Richard Diebenkorn's Cityscape I

Ipad Rendering of Diebenkorn's Cityscape I, 1963

I've always felt a certain closeness to the work of Richard Diebenkorn. In my first year at the San Francisco Art Institute, Diebenkorn, who taught there, just died. Knowing nothing of him, I attended a kind of remembrance party for him and learned so much about the man and the painter. Students loved him, the other artist/professors loved him. It seemed to me that not only was he a great painter, but a great man.

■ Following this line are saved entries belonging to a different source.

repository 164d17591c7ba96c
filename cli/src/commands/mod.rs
pub mod config;
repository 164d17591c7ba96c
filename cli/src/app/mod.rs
//! Application core module.
//!
//! This module contains the main App struct and the single tick function
//! through which all dashboard state changes.

mod scheduler;
mod state;
mod tui;
pub mod types;

pub use scheduler::RefreshScheduler;
pub use state::DashboardState;
pub use tui::run_tui;
pub use types::{Action, REFRESH_INTERVAL, TICK_INTERVAL};

use std::time::Instant;

use powerdash_platform::SampleProvider;
use tracing::{debug, info};

use crate::config::UserConfig;
use crate::data::Snapshot;
use crate::ui::gauge::BarGlyphs;

/// Main application state for the dashboard.
///
/// Owns the sample provider, the cached batch and the refresh timer. Only
/// [`App::tick`] and [`App::handle_action`] mutate it.
pub struct App<P: SampleProvider> {
    provider: P,
    pub state: DashboardState,
    pub scheduler: RefreshScheduler,
    pub glyphs: BarGlyphs,
}

impl<P: SampleProvider> App<P> {
    pub fn new(provider: P, config: &UserConfig) -> Self {
        let scheduler = RefreshScheduler::new(REFRESH_INTERVAL);
        let glyphs = if config.ascii_bars {
            BarGlyphs::ASCII
        } else {
            BarGlyphs::BLOCK
        };

        info!(
            interval = %humantime::format_duration(scheduler.interval()),
            ascii_bars = config.ascii_bars,
            "Initializing app"
        );

        Self {
            provider,
            state: DashboardState::new(),
            scheduler,
            glyphs,
        }
    }

    /// Applies a user action. Returns `false` when the app should exit.
    pub fn handle_action(&mut self, action: Action) -> bool {
        match action {
            Action::Quit => return false,
            Action::Refresh => {
                debug!("Forced refresh requested");
                self.scheduler.request_refresh();
            }
            Action::None => {}
        }
        true
    }

    /// Performs a single tick of the application loop.
    ///
    /// Collects and commits a new batch when the scheduler says it is due.
    /// Returns `true` if a refresh happened.
    pub fn tick(&mut self, now: Instant) -> bool {
        if !self.scheduler.should_refresh(now) {
            return false;
        }

        let forced = self.scheduler.is_force_pending();
        let start = Instant::now();
        let snapshot = Snapshot::collect(&self.provider);
        let committed_at = now + start.elapsed();

        self.state.commit(snapshot, committed_at);
        self.scheduler.mark_refreshed(committed_at);

        debug!(
            forced,
            refresh_ms = start.elapsed().as_millis() as u64,
            "Dashboard refreshed"
        );

        true
    }
}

Color is what I love most about his paintings. His color choices have such a strong feeling. Cityscape I, which is at the San Francisco Museum of Modern Art, is so obviously full of the colors of San Francisco. The grays, the whites, and especially the yellows. He captured the San Francisco palette perfectly.

Do you consciously or even unconsciously assign a color to the cities you've visited? For me, San Francisco is yellow ochre, Chicago is a rusty red, L.A is aqua (probably because of Hockney, ugh!), and New York City is dark gray.

Interpretations of Electric Prisms

After Sonia Delaunay, copyright Nina Leung, 2013

Here is my own attempt at creating the same frenetic rhythm of Sonia Delaunay's Electric Prisms. Once I started, I didn't want to stop. It was so much fun making this and choosing colors. Thankfully, I have a nice selection of pastels, so the colors were almost unlimited. 

Sonia in Rio, copyright Nina Leung, 2013
In this watercolor, I thought of the mosaic sidewalks in Rio and I combined that with the energy of Electric Prisms. I like to think of Sonia being inspired by Rio and coming up with a sketch like this.

Muted Energy, copyright Nina Leung, 2013
Is it possible to recreate the energy of Electric Prisms using only graphite and terracotta pencil? I thought only of shape. How can a shape have an energetic rhythm without the use of color? This is what I came up with. I looked carefully at the shapes Sonia Delaunay used in her painting and mimicked those with the hope that it would feel energetic. I think it works, though it's a much more muted version.